● INFORMATION SHOWN

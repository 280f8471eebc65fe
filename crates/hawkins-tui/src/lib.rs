//! Terminal UI for the Hawkins signal terminal
//!
//! A thin shell over [`hawkins_app::Driver`] that provides terminal-specific
//! I/O. All orchestration logic lives in the generic [`hawkins_app::Runtime`].
//!
//! This crate only handles the terminal, the system clock and audio.

#![forbid(unsafe_code)]
#![deny(missing_docs)]

pub mod beeper;
pub mod system_env;
pub mod terminal;
pub mod ui;

#[cfg(feature = "audio")]
pub use beeper::ToneBeeper;
pub use beeper::TerminalBell;
pub use hawkins_app::{App, AppAction, AppEvent, Driver, KeyInput, Runtime};
pub use system_env::SystemEnv;
pub use terminal::{TerminalDriver, TerminalError};
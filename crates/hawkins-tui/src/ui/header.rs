//! Laboratory header
//!
//! Title block plus the barely visible logo in the corner.

use ratatui::{
    Frame,
    layout::{Alignment, Rect},
    style::{Color, Modifier, Style},
    text::Line,
    widgets::{Block, Borders, Paragraph},
};

/// Render the header and the logo.
pub fn render(frame: &mut Frame, logo: Rect, area: Rect) {
    let lines = vec![
        Line::styled(
            "HAWKINS NATIONAL LABORATORY",
            Style::default().fg(Color::Yellow).add_modifier(Modifier::BOLD),
        ),
        Line::styled("CLASSIFIED // LEVEL 5 CLEARANCE REQUIRED", Style::default().fg(Color::Red)),
        Line::styled(
            "PROJECT: RAINBOW ROOM // MK-ULTRA PHASE II",
            Style::default().fg(Color::Red).add_modifier(Modifier::DIM),
        ),
    ];

    let block =
        Block::default().borders(Borders::BOTTOM).border_style(Style::default().fg(Color::Green));
    let paragraph = Paragraph::new(lines).alignment(Alignment::Center).block(block);
    frame.render_widget(paragraph, area);

    let logo_mark = Paragraph::new("HL").style(Style::default().fg(Color::DarkGray));
    frame.render_widget(logo_mark, logo.intersection(area));
}
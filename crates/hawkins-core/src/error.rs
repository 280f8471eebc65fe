//! Error types for the Hawkins core.
//!
//! Session operations never fail: precondition violations are ignored and
//! logged. The only fallible surface in this crate is configuration
//! loading and validation.

use std::time::Duration;

use thiserror::Error;

/// Errors returned by [`crate::SessionConfig::validate`].
#[derive(Error, Debug, Clone, PartialEq, Eq)]
pub enum ConfigError {
    /// A timer period or duration was zero.
    #[error("{field} must be greater than zero")]
    ZeroDuration {
        /// Name of the offending field.
        field: &'static str,
    },

    /// A duration exceeded the longest supported value.
    #[error("{field} must be at most {max:?}")]
    DurationTooLong {
        /// Name of the offending field.
        field: &'static str,
        /// The bound it exceeded.
        max: Duration,
    },

    /// A configuration document could not be parsed.
    #[error("invalid config: {0}")]
    Parse(String),

    /// The recovery key sequence is empty.
    #[error("secret key sequence is empty")]
    EmptySequence,

    /// The blind-typed secret word is empty or contains non-printable
    /// characters.
    #[error("secret word must be non-empty printable text, got {0:?}")]
    InvalidSecretWord(String),

    /// Sanity bounds are inconsistent.
    #[error("max sanity must be at least 1, got {0}")]
    InvalidMaxSanity(u32),

    /// The click burst needs at least two clicks to be a burst.
    #[error("click burst needs at least 2 clicks, got {0}")]
    InvalidClickCount(u32),
}

#[cfg(test)]
mod tests {
    use super::*;

    #[test]
    fn messages_name_the_field() {
        let err = ConfigError::ZeroDuration { field: "decay_interval" };
        assert_eq!(err.to_string(), "decay_interval must be greater than zero");
    }

    #[test]
    fn too_long_names_the_bound() {
        let err =
            ConfigError::DurationTooLong { field: "morse.dash", max: Duration::from_secs(3600) };
        assert_eq!(err.to_string(), "morse.dash must be at most 3600s");
    }

    #[test]
    fn secret_word_error_quotes_input() {
        let err = ConfigError::InvalidSecretWord(String::new());
        assert_eq!(err.to_string(), "secret word must be non-empty printable text, got \"\"");
    }
}
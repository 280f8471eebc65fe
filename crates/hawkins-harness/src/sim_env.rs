//! Virtual clock.
//!
//! [`SimEnv`] implements [`Environment`] with a clock that only moves when
//! something sleeps on it. Sleeping returns immediately after advancing the
//! clock, so thirty simulated seconds take microseconds and every run sees
//! the same timeline.

#![allow(clippy::disallowed_types, reason = "Synchronous locking operations only")]

use std::{
    fmt,
    future::Future,
    ops::{Add, AddAssign, Sub},
    sync::{Arc, Mutex, PoisonError},
    time::Duration,
};

use hawkins_core::Environment;

/// A point on the virtual timeline, measured from the start of the run.
#[derive(Debug, Clone, Copy, PartialEq, Eq, PartialOrd, Ord, Hash, Default)]
pub struct SimInstant(Duration);

impl SimInstant {
    /// Start of the run.
    pub const EPOCH: Self = Self(Duration::ZERO);

    /// The instant `ms` milliseconds into the run.
    pub fn from_millis(ms: u64) -> Self {
        Self(Duration::from_millis(ms))
    }

    /// Time since the start of the run.
    pub fn since_epoch(self) -> Duration {
        self.0
    }

    /// Whole milliseconds since the start of the run.
    pub fn as_millis(self) -> u64 {
        self.0.as_millis() as u64
    }
}

impl Add<Duration> for SimInstant {
    type Output = Self;

    fn add(self, rhs: Duration) -> Self {
        Self(self.0 + rhs)
    }
}

impl AddAssign<Duration> for SimInstant {
    fn add_assign(&mut self, rhs: Duration) {
        self.0 += rhs;
    }
}

impl Sub for SimInstant {
    type Output = Duration;

    fn sub(self, rhs: Self) -> Duration {
        self.0.saturating_sub(rhs.0)
    }
}

impl fmt::Display for SimInstant {
    fn fmt(&self, f: &mut fmt::Formatter<'_>) -> fmt::Result {
        write!(f, "t+{}ms", self.as_millis())
    }
}

/// Environment backed by a shared virtual clock.
///
/// Clones share the clock.
#[derive(Debug, Clone, Default)]
pub struct SimEnv {
    clock: Arc<Mutex<SimInstant>>,
}

impl SimEnv {
    /// Create an environment at [`SimInstant::EPOCH`].
    pub fn new() -> Self {
        Self::default()
    }

    /// Move the clock forward by `duration`.
    pub fn advance(&self, duration: Duration) {
        let mut clock = self.clock.lock().unwrap_or_else(PoisonError::into_inner);
        *clock += duration;
    }

    /// Move the clock to `instant`. Never moves it backwards.
    pub fn advance_to(&self, instant: SimInstant) {
        let mut clock = self.clock.lock().unwrap_or_else(PoisonError::into_inner);
        *clock = (*clock).max(instant);
    }
}

impl Environment for SimEnv {
    type Instant = SimInstant;

    fn now(&self) -> SimInstant {
        *self.clock.lock().unwrap_or_else(PoisonError::into_inner)
    }

    fn sleep(&self, duration: Duration) -> impl Future<Output = ()> + Send {
        let env = self.clone();
        async move { env.advance(duration) }
    }
}
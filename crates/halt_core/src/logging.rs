//! Process logging bootstrap.
//!
//! # Responsibility
//! - Initialize size-rotated file logs once per process.
//! - Capture panics into the log with a bounded payload.
//!
//! # Invariants
//! - Re-initialization with identical settings is a no-op.
//! - Re-initialization with different settings is rejected.
//! - Library code only emits metadata (table names, counts, durations),
//!   never record values.

use flexi_logger::{Cleanup, Criterion, FileSpec, Logger, LoggerHandle, Naming, WriteMode};
use log::{error, info};
use once_cell::sync::OnceCell;
use std::error::Error;
use std::fmt::{Display, Formatter};
use std::path::{Path, PathBuf};

const LOG_FILE_BASENAME: &str = "halt";
const MAX_LOG_FILE_SIZE_BYTES: u64 = 10 * 1024 * 1024;
const MAX_LOG_FILES: usize = 5;
const MAX_PANIC_PAYLOAD_CHARS: usize = 160;

static LOGGING_STATE: OnceCell<LoggingState> = OnceCell::new();
static PANIC_HOOK_INSTALLED: OnceCell<()> = OnceCell::new();

struct LoggingState {
    level: &'static str,
    log_dir: PathBuf,
    _logger: LoggerHandle,
}

#[derive(Debug)]
pub enum LoggingError {
    UnsupportedLevel(String),
    InvalidLogDir(String),
    CreateDir { path: PathBuf, source: std::io::Error },
    Backend(flexi_logger::FlexiLoggerError),
    /// Logging is already active with different settings.
    Conflict { active: String, requested: String },
}

impl Display for LoggingError {
    fn fmt(&self, f: &mut Formatter<'_>) -> std::fmt::Result {
        match self {
            Self::UnsupportedLevel(level) => write!(
                f,
                "unsupported log level `{level}`; expected trace|debug|info|warn|error"
            ),
            Self::InvalidLogDir(message) => write!(f, "invalid log directory: {message}"),
            Self::CreateDir { path, source } => write!(
                f,
                "failed to create log directory `{}`: {source}",
                path.display()
            ),
            Self::Backend(err) => write!(f, "failed to start logger: {err}"),
            Self::Conflict { active, requested } => write!(
                f,
                "logging already initialized with {active}; refusing to switch to {requested}"
            ),
        }
    }
}

impl Error for LoggingError {
    fn source(&self) -> Option<&(dyn Error + 'static)> {
        match self {
            Self::CreateDir { source, .. } => Some(source),
            Self::Backend(err) => Some(err),
            Self::UnsupportedLevel(_) | Self::InvalidLogDir(_) | Self::Conflict { .. } => None,
        }
    }
}

/// Initializes file logging at `level` under the absolute `log_dir`.
///
/// # Errors
/// - `level` is not one of trace|debug|info|warn|error.
/// - `log_dir` is empty, relative, or cannot be created.
/// - Logging is already active with a different level or directory.
pub fn init_logging(level: &str, log_dir: &str) -> Result<(), LoggingError> {
    let level = normalize_level(level)?;
    let log_dir = normalize_log_dir(log_dir)?;

    let state = LOGGING_STATE.get_or_try_init(|| start_logger(level, &log_dir))?;
    ensure_same_settings(state, level, &log_dir)
}

/// Returns `(level, log_dir)` when logging is active.
pub fn logging_status() -> Option<(&'static str, PathBuf)> {
    LOGGING_STATE
        .get()
        .map(|state| (state.level, state.log_dir.clone()))
}

/// `debug` for debug builds, `info` otherwise.
pub fn default_log_level() -> &'static str {
    if cfg!(debug_assertions) {
        "debug"
    } else {
        "info"
    }
}

fn start_logger(level: &'static str, log_dir: &Path) -> Result<LoggingState, LoggingError> {
    std::fs::create_dir_all(log_dir).map_err(|source| LoggingError::CreateDir {
        path: log_dir.to_path_buf(),
        source,
    })?;

    let logger = Logger::try_with_str(level)
        .map_err(LoggingError::Backend)?
        .log_to_file(
            FileSpec::default()
                .directory(log_dir)
                .basename(LOG_FILE_BASENAME),
        )
        .rotate(
            Criterion::Size(MAX_LOG_FILE_SIZE_BYTES),
            Naming::Numbers,
            Cleanup::KeepLogFiles(MAX_LOG_FILES),
        )
        .write_mode(WriteMode::BufferAndFlush)
        .append()
        .format_for_files(flexi_logger::detailed_format)
        .start()
        .map_err(LoggingError::Backend)?;

    install_panic_hook_once();

    info!(
        "event=logging_init module=logging status=ok level={} log_dir={} version={}",
        level,
        log_dir.display(),
        env!("CARGO_PKG_VERSION")
    );

    Ok(LoggingState {
        level,
        log_dir: log_dir.to_path_buf(),
        _logger: logger,
    })
}

fn ensure_same_settings(
    state: &LoggingState,
    level: &'static str,
    log_dir: &Path,
) -> Result<(), LoggingError> {
    if state.log_dir != log_dir {
        return Err(LoggingError::Conflict {
            active: format!("directory `{}`", state.log_dir.display()),
            requested: format!("`{}`", log_dir.display()),
        });
    }
    if state.level != level {
        return Err(LoggingError::Conflict {
            active: format!("level `{}`", state.level),
            requested: format!("`{level}`"),
        });
    }
    Ok(())
}

fn normalize_level(level: &str) -> Result<&'static str, LoggingError> {
    match level.trim().to_ascii_lowercase().as_str() {
        "trace" => Ok("trace"),
        "debug" => Ok("debug"),
        "info" => Ok("info"),
        "warn" | "warning" => Ok("warn"),
        "error" => Ok("error"),
        other => Err(LoggingError::UnsupportedLevel(other.to_string())),
    }
}

fn normalize_log_dir(log_dir: &str) -> Result<PathBuf, LoggingError> {
    let trimmed = log_dir.trim();
    if trimmed.is_empty() {
        return Err(LoggingError::InvalidLogDir("path is empty".to_string()));
    }
    let path = Path::new(trimmed);
    if !path.is_absolute() {
        return Err(LoggingError::InvalidLogDir(format!(
            "must be absolute, got `{trimmed}`"
        )));
    }
    Ok(path.to_path_buf())
}

fn install_panic_hook_once() {
    if PANIC_HOOK_INSTALLED.set(()).is_err() {
        return;
    }

    let previous_hook = std::panic::take_hook();
    std::panic::set_hook(Box::new(move |panic_info| {
        let location = panic_info
            .location()
            .map(|loc| format!("{}:{}", loc.file(), loc.line()))
            .unwrap_or_else(|| "unknown".to_string());
        let payload = panic_payload_summary(panic_info.payload());
        error!(
            "event=panic_captured module=logging status=error location={} payload={}",
            location, payload
        );
        previous_hook(panic_info);
    }));
}

fn panic_payload_summary(payload: &(dyn std::any::Any + Send)) -> String {
    let message = if let Some(message) = payload.downcast_ref::<&str>() {
        (*message).to_string()
    } else if let Some(message) = payload.downcast_ref::<String>() {
        message.clone()
    } else {
        "non-string panic payload".to_string()
    };

    sanitize_message(&message, MAX_PANIC_PAYLOAD_CHARS)
}

fn sanitize_message(value: &str, max_chars: usize) -> String {
    let normalized = value.replace(['\n', '\r'], " ");
    let mut truncated = normalized.chars().take(max_chars).collect::<String>();
    if normalized.chars().count() > max_chars {
        truncated.push_str("...");
    }
    truncated
}
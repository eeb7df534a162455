use halt_core::db::open_db_in_memory;
use halt_core::{
    objectify, Filter, HaltConfig, HaltError, Record, SqliteTableRepository, TableRepository,
};
use rusqlite::Connection;
use serde_json::{json, Value};

fn test_db() -> Connection {
    let conn = open_db_in_memory().unwrap();
    conn.execute_batch("CREATE TABLE Test (Name TEXT, Password TEXT, MashConfig TEXT);")
        .unwrap();
    conn
}

fn record(value: Value) -> Record {
    value.as_object().cloned().unwrap()
}

fn no_mash() -> HaltConfig {
    HaltConfig::default().with_mash(false)
}

type RawRow = (Option<String>, Option<String>, Option<String>);

fn all_data(conn: &Connection) -> Vec<RawRow> {
    let mut stmt = conn
        .prepare("SELECT Name, Password, MashConfig FROM Test ORDER BY rowid;")
        .unwrap();
    stmt.query_map([], |row| Ok((row.get(0)?, row.get(1)?, row.get(2)?)))
        .unwrap()
        .collect::<Result<Vec<_>, _>>()
        .unwrap()
}

fn stored_blob(conn: &Connection) -> Record {
    let rows = all_data(conn);
    assert_eq!(rows.len(), 1);
    objectify(rows[0].2.as_deref()).unwrap()
}

#[test]
fn insert_declared_columns_without_mash() {
    let conn = test_db();
    let repo = SqliteTableRepository::with_config(&conn, no_mash());

    let row_id = repo
        .insert("Test", &record(json!({"Name": "bob", "Password": "password"})))
        .unwrap();

    assert_eq!(row_id, 1);
    assert_eq!(
        all_data(&conn),
        vec![(Some("bob".to_string()), Some("password".to_string()), None)]
    );
}

#[test]
fn insert_only_extra_fields_fills_extension_column() {
    let conn = test_db();
    let repo = SqliteTableRepository::new(&conn);

    repo.insert("Test", &record(json!({"random": 15}))).unwrap();

    let rows = all_data(&conn);
    assert_eq!(rows.len(), 1);
    assert_eq!(rows[0].0, None);
    assert_eq!(rows[0].1, None);
    assert_eq!(rows[0].2.as_deref(), Some(r#"{"random":15}"#));
}

#[test]
fn insert_with_columns_and_extras_splits_them() {
    let conn = test_db();
    let repo = SqliteTableRepository::new(&conn);

    repo.insert("Test", &record(json!({"Name": "bob", "random": 15})))
        .unwrap();

    let rows = all_data(&conn);
    assert_eq!(rows[0].0.as_deref(), Some("bob"));
    assert_eq!(rows[0].1, None);
    assert_eq!(stored_blob(&conn), record(json!({"random": 15})));
}

#[test]
fn insert_without_mash_drops_extras() {
    let conn = test_db();
    let repo = SqliteTableRepository::with_config(&conn, no_mash());

    repo.insert("Test", &record(json!({"Name": "bob", "random": 15})))
        .unwrap();

    assert_eq!(all_data(&conn), vec![(Some("bob".to_string()), None, None)]);
}

#[test]
fn insert_with_no_extras_leaves_extension_null() {
    let conn = test_db();
    let repo = SqliteTableRepository::new(&conn);

    repo.insert("Test", &record(json!({"Name": "bob"}))).unwrap();

    assert_eq!(all_data(&conn)[0].2, None);
}

#[test]
fn insert_empty_record_creates_default_row() {
    let conn = test_db();
    let repo = SqliteTableRepository::new(&conn);

    let first = repo.insert("Test", &Record::new()).unwrap();
    let second = repo.insert("Test", &Record::new()).unwrap();

    assert_eq!(second, first + 1);
    assert_eq!(all_data(&conn), vec![(None, None, None), (None, None, None)]);
}

#[test]
fn insert_into_missing_table_fails() {
    let conn = test_db();
    let repo = SqliteTableRepository::new(&conn);

    let err = repo.insert("Missing", &record(json!({"a": 1}))).unwrap_err();
    assert!(matches!(err, HaltError::UnknownTable(table) if table == "Missing"));
}

#[test]
fn insert_rejects_non_identifier_table_names() {
    let conn = test_db();
    let repo = SqliteTableRepository::new(&conn);

    let err = repo
        .insert("Test; DROP TABLE Test", &record(json!({"Name": "x"})))
        .unwrap_err();
    assert!(matches!(err, HaltError::InvalidIdentifier(_)));
    assert!(all_data(&conn).is_empty());
}

#[test]
fn insert_extras_into_table_without_extension_column_fails() {
    let conn = test_db();
    conn.execute_batch("CREATE TABLE Plain (Name TEXT);").unwrap();
    let repo = SqliteTableRepository::new(&conn);

    let err = repo
        .insert("Plain", &record(json!({"Name": "bob", "random": 1})))
        .unwrap_err();
    assert!(matches!(
        err,
        HaltError::MissingExtensionColumn { ref table, ref column }
            if table == "Plain" && column == "MashConfig"
    ));

    repo.insert("Plain", &record(json!({"Name": "bob"}))).unwrap();
}

#[test]
fn insert_uses_configured_extension_column() {
    let conn = test_db();
    conn.execute_batch("CREATE TABLE Custom (Name TEXT, Extra TEXT);")
        .unwrap();
    let repo =
        SqliteTableRepository::with_config(&conn, HaltConfig::default().with_extension_column("Extra"));

    repo.insert("Custom", &record(json!({"Name": "bob", "color": "red"})))
        .unwrap();

    let rows = repo.load_row("Custom", &Filter::all()).unwrap();
    assert_eq!(
        rows,
        vec![record(json!({"Name": "bob", "Extra": {"color": "red"}}))]
    );
}

#[test]
fn insert_surfaces_constraint_violations() {
    let conn = open_db_in_memory().unwrap();
    conn.execute_batch("CREATE TABLE Users (Name TEXT NOT NULL, MashConfig TEXT);")
        .unwrap();
    let repo = SqliteTableRepository::new(&conn);

    let err = repo.insert("Users", &record(json!({"age": 3}))).unwrap_err();
    assert!(matches!(err, HaltError::Db(_)));
}

#[test]
fn load_column_returns_requested_columns_in_order() {
    let conn = test_db();
    let repo = SqliteTableRepository::new(&conn);
    repo.insert(
        "Test",
        &record(json!({"Name": "bob", "Password": "pass", "random": 15})),
    )
    .unwrap();

    let names = repo.load_column("Test", &["Name"], &Filter::all()).unwrap();
    assert_eq!(names[0][0], json!("bob"));

    let pairs = repo
        .load_column("Test", &["Password", "Name"], &Filter::all())
        .unwrap();
    assert_eq!(pairs, vec![vec![json!("pass"), json!("bob")]]);
}

#[test]
fn load_column_rejects_unknown_and_empty_column_lists() {
    let conn = test_db();
    let repo = SqliteTableRepository::new(&conn);

    let err = repo
        .load_column("Test", &["random"], &Filter::all())
        .unwrap_err();
    assert!(matches!(err, HaltError::UnknownColumn { ref column, .. } if column == "random"));

    let err = repo.load_column("Test", &[], &Filter::all()).unwrap_err();
    assert!(matches!(err, HaltError::InvalidInput(_)));
}

#[test]
fn load_row_nests_extension_blob() {
    let conn = test_db();
    let repo = SqliteTableRepository::new(&conn);
    repo.insert(
        "Test",
        &record(json!({"Name": "bob", "Password": "pass", "random": 15})),
    )
    .unwrap();

    let rows = repo.load_row("Test", &Filter::all()).unwrap();
    assert_eq!(
        rows,
        vec![record(json!({
            "MashConfig": {"random": 15},
            "Password": "pass",
            "Name": "bob"
        }))]
    );

    let tuples = repo.load_row_values("Test", &Filter::all()).unwrap();
    assert_eq!(
        tuples,
        vec![vec![json!("bob"), json!("pass"), json!({"random": 15})]]
    );
}

#[test]
fn load_row_returns_empty_object_for_null_blob_and_honours_filter() {
    let conn = test_db();
    let repo = SqliteTableRepository::new(&conn);
    repo.insert("Test", &record(json!({"Name": "bob"}))).unwrap();
    repo.insert("Test", &record(json!({"Name": "tom", "x": 1})))
        .unwrap();

    let rows = repo.load_row("Test", &Filter::eq("Name", "bob")).unwrap();
    assert_eq!(
        rows,
        vec![record(json!({"Name": "bob", "Password": null, "MashConfig": {}}))]
    );
}

#[test]
fn load_row_reports_corrupt_blob() {
    let conn = test_db();
    conn.execute(
        "INSERT INTO Test (Name, MashConfig) VALUES ('bob', '{not json');",
        [],
    )
    .unwrap();
    let repo = SqliteTableRepository::new(&conn);

    let err = repo.load_row("Test", &Filter::all()).unwrap_err();
    assert!(matches!(err, HaltError::InvalidBlob { row_id: Some(1), .. }));
}

#[test]
fn delete_removes_matching_rows() {
    let conn = test_db();
    let repo = SqliteTableRepository::new(&conn);
    repo.insert(
        "Test",
        &record(json!({"Name": "bob", "Password": "pass", "random": 15})),
    )
    .unwrap();
    repo.insert("Test", &record(json!({"Name": "tom"}))).unwrap();

    let deleted = repo
        .delete("Test", &Filter::raw("where Name == 'bob'", Vec::new()))
        .unwrap();

    assert_eq!(deleted, 1);
    assert_eq!(all_data(&conn), vec![(Some("tom".to_string()), None, None)]);
}

#[test]
fn delete_with_empty_filter_clears_table() {
    let conn = test_db();
    let repo = SqliteTableRepository::new(&conn);
    repo.insert("Test", &record(json!({"Name": "a"}))).unwrap();
    repo.insert("Test", &record(json!({"Name": "b"}))).unwrap();

    assert_eq!(repo.delete("Test", &Filter::all()).unwrap(), 2);
    assert!(all_data(&conn).is_empty());
}

#[test]
fn update_columns_without_mash_keeps_blob() {
    let conn = test_db();
    let repo = SqliteTableRepository::new(&conn);
    repo.insert(
        "Test",
        &record(json!({"Name": "bob", "Password": "pass", "random": 15})),
    )
    .unwrap();

    let no_mash_repo = SqliteTableRepository::with_config(&conn, no_mash());
    let matched = no_mash_repo
        .update(
            "Test",
            &record(json!({"Name": "tom", "random2": 15})),
            &Filter::raw("where Name == ?", vec![json!("bob")]),
        )
        .unwrap();

    assert_eq!(matched, 1);
    assert_eq!(
        all_data(&conn),
        vec![(
            Some("tom".to_string()),
            Some("pass".to_string()),
            Some(r#"{"random":15}"#.to_string())
        )]
    );
}

#[test]
fn update_only_extras_merges_into_blob() {
    let conn = test_db();
    let repo = SqliteTableRepository::new(&conn);
    SqliteTableRepository::with_config(&conn, no_mash())
        .insert("Test", &record(json!({"Name": "bob", "Password": "pass"})))
        .unwrap();

    repo.update(
        "Test",
        &record(json!({"r": 1, "r2": 2})),
        &Filter::eq("Name", "bob"),
    )
    .unwrap();
    let rows = all_data(&conn);
    assert_eq!(rows[0].0.as_deref(), Some("bob"));
    assert_eq!(rows[0].1.as_deref(), Some("pass"));
    assert_eq!(stored_blob(&conn), record(json!({"r": 1, "r2": 2})));

    repo.update(
        "Test",
        &record(json!({"r": 10, "r3": 30})),
        &Filter::eq("Name", "bob"),
    )
    .unwrap();
    assert_eq!(
        stored_blob(&conn),
        record(json!({"r": 10, "r2": 2, "r3": 30}))
    );
}

#[test]
fn update_columns_and_extras_follows_renamed_rows() {
    let conn = test_db();
    let repo = SqliteTableRepository::new(&conn);
    SqliteTableRepository::with_config(&conn, no_mash())
        .insert("Test", &record(json!({"Name": "bob", "Password": "pass"})))
        .unwrap();

    repo.update(
        "Test",
        &record(json!({"Name": "tom", "r": 1, "r2": 2})),
        &Filter::eq("Name", "bob"),
    )
    .unwrap();
    let rows = all_data(&conn);
    assert_eq!(rows[0].0.as_deref(), Some("tom"));
    assert_eq!(rows[0].1.as_deref(), Some("pass"));
    assert_eq!(stored_blob(&conn), record(json!({"r": 1, "r2": 2})));

    repo.update(
        "Test",
        &record(json!({"Name": "peter", "r": 10, "r3": 30})),
        &Filter::raw("where Name == 'tom'", Vec::new()),
    )
    .unwrap();
    let rows = all_data(&conn);
    assert_eq!(rows[0].0.as_deref(), Some("peter"));
    assert_eq!(rows[0].1.as_deref(), Some("pass"));
    assert_eq!(
        stored_blob(&conn),
        record(json!({"r": 10, "r2": 2, "r3": 30}))
    );
}

#[test]
fn update_merges_per_row_blobs_independently() {
    let conn = test_db();
    let repo = SqliteTableRepository::new(&conn);
    repo.insert("Test", &record(json!({"Password": "same", "a": 1})))
        .unwrap();
    repo.insert("Test", &record(json!({"Password": "same", "b": 2})))
        .unwrap();

    let matched = repo
        .update(
            "Test",
            &record(json!({"c": 3})),
            &Filter::eq("Password", "same"),
        )
        .unwrap();

    assert_eq!(matched, 2);
    let blobs = repo
        .load_column("Test", &["MashConfig"], &Filter::all())
        .unwrap()
        .into_iter()
        .map(|row| objectify(row[0].as_str()).unwrap())
        .collect::<Vec<_>>();
    assert_eq!(
        blobs,
        vec![
            record(json!({"a": 1, "c": 3})),
            record(json!({"b": 2, "c": 3}))
        ]
    );
}

#[test]
fn update_without_matches_returns_zero() {
    let conn = test_db();
    let repo = SqliteTableRepository::new(&conn);
    repo.insert("Test", &record(json!({"Name": "bob"}))).unwrap();

    let matched = repo
        .update("Test", &record(json!({"x": 1})), &Filter::eq("Name", "nobody"))
        .unwrap();

    assert_eq!(matched, 0);
    assert_eq!(all_data(&conn)[0].2, None);
}

#[test]
fn update_with_corrupt_blob_rolls_back_column_writes() {
    let conn = test_db();
    conn.execute(
        "INSERT INTO Test (Name, MashConfig) VALUES ('bob', '[1, 2]');",
        [],
    )
    .unwrap();
    let repo = SqliteTableRepository::new(&conn);

    let err = repo
        .update(
            "Test",
            &record(json!({"Name": "tom", "x": 1})),
            &Filter::all(),
        )
        .unwrap_err();

    assert!(matches!(err, HaltError::InvalidBlob { .. }));
    assert_eq!(all_data(&conn)[0].0.as_deref(), Some("bob"));
    assert!(conn.is_autocommit());
}

#[test]
fn update_by_row_id_targets_one_row() {
    let conn = test_db();
    let repo = SqliteTableRepository::new(&conn);
    let first = repo.insert("Test", &record(json!({"Name": "a"}))).unwrap();
    repo.insert("Test", &record(json!({"Name": "b"}))).unwrap();

    repo.update("Test", &record(json!({"Password": "p"})), &Filter::row_id(first))
        .unwrap();

    let passwords = repo
        .load_column("Test", &["Password"], &Filter::all())
        .unwrap();
    assert_eq!(passwords, vec![vec![json!("p")], vec![json!(null)]]);
}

● WHAT THE EXERCISE ASKS
Above are the records. Print exactly, and only, the lines from the line with "location, payload" to the line with "else if let", both inclusive.

● RESPONSE AREA
            location, payload
        );
        previous_hook(panic_info);
    }));
}

fn panic_payload_summary(payload: &(dyn std::any::Any + Send)) -> String {
    let message = if let Some(message) = payload.downcast_ref::<&str>() {
        (*message).to_string()
    } else if let Some(message) = payload.downcast_ref::<String>() {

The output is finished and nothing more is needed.